Formatting Results so that They Can be Nicely Imported into a Spreadsheet.

Sun Aug 5 14:33:35 EDT 2007

Mensanator at aol.com wrote:
> In a message dated 8/4/2007 11:50:05 PM Central Daylight Time,
> ricaraoz at gmail.com writes:
> 
>     mensanator at aol.com wrote:
>     > On Aug 4, 6:35?pm, SMERSH009 <SMERSH0... at gmail.com> wrote:
>     >> Hi All.
>     >> Let's say I have some badly formatted text called doc:
>     >>
>     >> doc=
>     >> """
>     >> friendid
>     >> Female
>     >>
>     >>                             23 years old
>     >>
>     >>                             Los Gatos
>     >>
>     >>                             United States
>     >> friendid
>     >> Male
>     >>
>     >>                             24 years old
>     >>
>     >>                             San Francisco, California
>     >>
>     >>                             United States
>     >> """
>     >>
>     >> How would I get these results to be displayed in a format similar to:
>     >> friendid;Female;23 years old;Los Gatos;United States
>     >> friendid;Male; 24 years old;San Francisco, California;United States
>     >>
>     >> The latter is a lot easier to organize and can be quickly imported
>     >> into Excel's column format.
>     >>
>     >> Thanks Much,
>     >> Sam
>     >
>     > d = doc.split('\n')
>     >
>     > f = [i.split() for i in d if i]
>     >
>     > g = [' '.join(i) for i in f]
>     >
>     > rec = []
>     > temprec = []
>     > for i in g:
>     >     if i:
>     >         if i == 'friendid':
>     >             rec.append(temprec)
>     >             temprec = [i]
>     >         else:
>     >             temprec.append(i)
>     > rec.append(temprec)
>     >
>     > output = [';'.join(i) for i in rec if i]
>     >
>     > for i in output: print i
>     >
>     > ##    friendid;Female;23 years old;Los Gatos;United States
>     > ##    friendid;Male;24 years old;San Francisco, California;United
>     > States
>     >
> 
>     Also :
> 
>     docList = [ i.strip() for i in doc.split('\n') if i.strip()]
> 
>     lines = [i for i in xrange(len(docList)) if docList[i] ==
>     'friendid']+[len(docList)]
> 
>     docOut = ''
>     for k in [docList[lines[j]:lines[j+1]] for j in xrange(len(lines)-1)]:
>         docOut += '\n' + ';'.join(k)
> 
>     docOut = docOut[1:]    # Get rid of initial '\n'
> 
> Aren't you making an unwarranted assumption here?
> That doc ALWAYS starts with EXACTLY one blank line?

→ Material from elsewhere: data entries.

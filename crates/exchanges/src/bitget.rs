use crate::transport::{self, build_query, headers, ClientConfig, HttpTransport};
use async_trait::async_trait;
use folio_core::*;
use rust_decimal::Decimal;
use serde_json::Value;

const BASE_URL: &str = "https://api.bitget.com";
const MAX_CANDLES: usize = 1000;

/// Bitget v2 spot client.
pub struct BitgetClient {
    credentials: Credentials,
    transport: HttpTransport,
}

impl BitgetClient {
    pub fn new(credentials: Credentials, config: &ClientConfig) -> Result<Self, ExchangeError> {
        Ok(Self {
            credentials,
            transport: HttpTransport::new(BASE_URL, config)?,
        })
    }

    async fn signed_get(&self, path: &str, query: &str) -> Result<Value, ExchangeError> {
        let timestamp = now_millis().to_string();
        let signature = sign(&self.credentials.secret, &timestamp, "GET", path, query, "")?;
        let passphrase = self.credentials.password.as_deref().unwrap_or_default();
        let headers = headers(&[
            ("ACCESS-KEY", self.credentials.api_key.as_str()),
            ("ACCESS-SIGN", signature.as_str()),
            ("ACCESS-TIMESTAMP", timestamp.as_str()),
            ("ACCESS-PASSPHRASE", passphrase),
            ("locale", "en-US"),
        ])?;
        unwrap_data(self.transport.get(path, query, headers).await?)
    }

    async fn public_get(&self, path: &str, query: &str) -> Result<Value, ExchangeError> {
        unwrap_data(self.transport.get_public(path, query).await?)
    }
}

/// Base64 HMAC-SHA256 over `timestamp + METHOD + path [+ "?" + query] + body`.
pub(crate) fn sign(
    secret: &str,
    timestamp: &str,
    method: &str,
    path: &str,
    query: &str,
    body: &str,
) -> Result<String, ExchangeError> {
    let mut payload = format!("{}{}{}", timestamp, method.to_uppercase(), path);
    if !query.is_empty() {
        payload.push('?');
        payload.push_str(query);
    }
    payload.push_str(body);
    transport::hmac_sha256_base64(secret, &payload)
}

fn unwrap_data(mut value: Value) -> Result<Value, ExchangeError> {
    let code = value.get("code").and_then(Value::as_str).unwrap_or("00000");
    if code != "00000" {
        let message = value.get("msg").and_then(Value::as_str).unwrap_or_default();
        return Err(ExchangeError::api(code, message));
    }
    Ok(value.get_mut("data").map(Value::take).unwrap_or(Value::Null))
}

fn granularity(timeframe: Timeframe) -> &'static str {
    match timeframe {
        Timeframe::M1 => "1min",
        Timeframe::M5 => "5min",
        Timeframe::M15 => "15min",
        Timeframe::M30 => "30min",
        Timeframe::H1 => "1h",
        Timeframe::H4 => "4h",
        Timeframe::D1 => "1Dutc",
        Timeframe::W1 => "1Wutc",
    }
}

fn parse_assets(data: &Value) -> Result<RawBalance, ExchangeError> {
    let mut balance = RawBalance::default();
    for entry in transport::array(data, "")? {
        let coin = transport::str_field(entry, "coin")?;
        let free = transport::decimal_field(entry, "available")?;
        let used = transport::decimal_field(entry, "frozen")? + transport::decimal_field(entry, "locked")?;
        if free + used > Decimal::ZERO {
            balance.insert(coin, free, used);
        }
    }
    Ok(balance)
}

fn parse_candles(data: &Value) -> Result<Vec<Candle>, ExchangeError> {
    let mut candles = transport::array(data, "")?
        .iter()
        .map(|row| {
            let row = row
                .as_array()
                .ok_or_else(|| ExchangeError::Parse("Candle row is not an array".into()))?;
            Ok(Candle {
                timestamp: transport::int(row.first().unwrap_or(&Value::Null))?,
                open: transport::row_decimal(row, 1)?,
                high: transport::row_decimal(row, 2)?,
                low: transport::row_decimal(row, 3)?,
                close: transport::row_decimal(row, 4)?,
                volume: transport::row_decimal(row, 5)?,
            })
        })
        .collect::<Result<Vec<_>, ExchangeError>>()?;
    candles.sort_by_key(|c| c.timestamp);
    Ok(candles)
}

fn parse_fills(data: &Value) -> Result<Vec<TradeFill>, ExchangeError> {
    transport::array(data, "")?
        .iter()
        .map(|f| {
            let amount = transport::decimal_field(f, "size")?;
            let mut cost = transport::decimal_field(f, "amount")?;
            if cost.is_zero() {
                cost = amount * transport::decimal_field(f, "priceAvg")?;
            }
            Ok(TradeFill {
                side: match transport::str_field(f, "side")? {
                    "buy" => TradeSide::Buy,
                    _ => TradeSide::Sell,
                },
                amount,
                cost,
                timestamp: transport::int_field(f, "cTime")?,
            })
        })
        .collect()
}

fn parse_symbols(data: &Value) -> Result<Vec<String>, ExchangeError> {
    let mut symbols = Vec::new();
    for s in transport::array(data, "")? {
        let quote = s.get("quoteCoin").and_then(Value::as_str).unwrap_or_default();
        let status = s.get("status").and_then(Value::as_str).unwrap_or_default();
        if quote == QUOTE && status == "online" {
            symbols.push(transport::str_field(s, "baseCoin")?.to_string());
        }
    }
    Ok(symbols)
}

#[async_trait]
impl ExchangeClient for BitgetClient {
    fn id(&self) -> ExchangeId {
        ExchangeId::Bitget
    }

    async fn fetch_balance(&self) -> Result<RawBalance, ExchangeError> {
        let data = self.signed_get("/api/v2/spot/account/assets", "").await?;
        parse_assets(&data)
    }

    async fn fetch_ticker_price(&self, pair: &str) -> Result<Decimal, ExchangeError> {
        let symbol = SymbolMapper::exchange_pair(ExchangeId::Bitget, pair);
        let data = self
            .public_get("/api/v2/spot/market/tickers", &build_query(&[("symbol", symbol)]))
            .await?;
        let ticker = transport::array(&data, "")?
            .first()
            .ok_or_else(|| ExchangeError::Parse(format!("No ticker for {}", pair)))?;
        transport::decimal_field(ticker, "lastPr")
    }

    async fn fetch_ohlcv(
        &self,
        pair: &str,
        timeframe: Timeframe,
        since: i64,
        limit: usize,
    ) -> Result<Vec<Candle>, ExchangeError> {
        let limit = limit.min(MAX_CANDLES);
        let end = since + limit as i64 * timeframe.millis() - 1;
        let query = build_query(&[
            ("symbol", SymbolMapper::exchange_pair(ExchangeId::Bitget, pair)),
            ("granularity", granularity(timeframe).to_string()),
            ("startTime", since.to_string()),
            ("endTime", end.to_string()),
            ("limit", limit.to_string()),
        ]);
        let data = self.public_get("/api/v2/spot/market/candles", &query).await?;
        parse_candles(&data)
    }

    async fn fetch_my_trades(&self, pair: &str) -> Result<Vec<TradeFill>, ExchangeError> {
        let query = build_query(&[("symbol", SymbolMapper::exchange_pair(ExchangeId::Bitget, pair))]);
        let data = self.signed_get("/api/v2/spot/trade/fills", &query).await?;
        parse_fills(&data)
    }

    async fn fetch_quote_symbols(&self) -> Result<Vec<String>, ExchangeError> {
        let data = self.public_get("/api/v2/spot/public/symbols", "").await?;
        parse_symbols(&data)
    }
}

I guess you are referring to :
docList = [ i.strip() for i in doc.split('\n') if i.strip()]

Actually no, "doc.split('\n')" will split it a list member per line,
whether there are blank lines or not. Then "i.strip()" will take care of
redundant space, and "if i.strip()" will take care of blank lines. Try
it in your shell, play with "doc" and you'll see (I did try it without
the first blank line, and with a lot of blank lines and it's ok).

>  
> That's why I didn't use a list comprehension in that
> one section, to cover the possibility of any number
> (including none) of blank lines.

It works, didn't make a thorough testing but the cases you suggest were
tested.

>  
> By blindly coding [1:] you run the risk of data loss,
> and that's a poor example for the OP.

It is not "blindly". I guarantee the first byte will ALLWAYS be a '\n',
that's because I'm putting it there with "docOut += '\n' + ';'.join(k)"
(check the '\n' added at the beginning of each cycle), and I need to
strip the beginning '\n' which is not necessary.

Cheers

Ricardo